(Records drawn from a dataset)
((

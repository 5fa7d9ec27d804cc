//! Harmonized-sample loading
//!
//! Input is JSON Lines: one harmonized [`Sample`] per line, produced by the
//! upstream lab-ingestion collaborator. Malformed lines are logged and
//! skipped — one bad record must not sink a run.
//!
//! The essay list is an explicit contract, not column sniffing: sample
//! metadata lives in typed struct fields, essay measurements in the
//! `essays` map, and [`EssaySchema::discover`] turns the observed essay
//! names into the list every later stage receives explicitly.

use std::collections::BTreeSet;
use std::io::{BufRead, BufReader};
use std::path::Path;
use thiserror::Error;
use tracing::{info, warn};

use crate::types::Sample;

#[derive(Debug, Error)]
pub enum LoadError {
    #[error("IO error reading {path}: {source}")]
    Io {
        path: String,
        #[source]
        source: std::io::Error,
    },
}

/// The essay measurements present in a dataset, resolved once at load time
/// and passed explicitly between stages.
#[derive(Debug, Clone, Default)]
pub struct EssaySchema {
    /// Sorted, deduplicated essay names
    pub essays: Vec<String>,
}

impl EssaySchema {
    /// Union of essay names across all samples, sorted for determinism.
    pub fn discover(samples: &[Sample]) -> Self {
        let names: BTreeSet<String> = samples
            .iter()
            .flat_map(|s| s.essays.keys().cloned())
            .collect();
        Self {
            essays: names.into_iter().collect(),
        }
    }

    pub fn len(&self) -> usize {
        self.essays.len()
    }

    pub fn is_empty(&self) -> bool {
        self.essays.is_empty()
    }
}

/// Load harmonized samples from a JSON Lines file.
///
/// Blank lines are ignored; lines that fail to parse are logged at warn
/// level and skipped.
pub fn load_samples(path: &Path) -> Result<Vec<Sample>, LoadError> {
    let file = std::fs::File::open(path).map_err(|source| LoadError::Io {
        path: path.display().to_string(),
        source,
    })?;
    let reader = BufReader::new(file);

    let mut samples = Vec::new();
    let mut skipped = 0usize;

    for (lineno, line) in reader.lines().enumerate() {
        let line = line.map_err(|source| LoadError::Io {
            path: path.display().to_string(),
            source,
        })?;
        let trimmed = line.trim();
        if trimmed.is_empty() {
            continue;
        }
        match serde_json::from_str::<Sample>(trimmed) {
            Ok(sample) => samples.push(sample),
            Err(e) => {
                warn!(
                    path = %path.display(),
                    line = lineno + 1,
                    error = %e,
                    "Skipping malformed sample line"
                );
                skipped += 1;
            }
        }
    }

    info!(
        path = %path.display(),
        samples = samples.len(),
        skipped,
        "Samples loaded"
    );
    Ok(samples)
}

))

[What needs to be done]: Each line from the one containing "for (lineno, line)" to the end of the records should be echoed exactly, and no other line.

[Answer section]:
    for (lineno, line) in reader.lines().enumerate() {
        let line = line.map_err(|source| LoadError::Io {
            path: path.display().to_string(),
            source,
        })?;
        let trimmed = line.trim();
        if trimmed.is_empty() {
            continue;
        }
        match serde_json::from_str::<Sample>(trimmed) {
            Ok(sample) => samples.push(sample),
            Err(e) => {
                warn!(
                    path = %path.display(),
                    line = lineno + 1,
                    error = %e,
                    "Skipping malformed sample line"
                );
                skipped += 1;
            }
        }
    }

    info!(
        path = %path.display(),
        samples = samples.len(),
        skipped,
        "Samples loaded"
    );
    Ok(samples)
}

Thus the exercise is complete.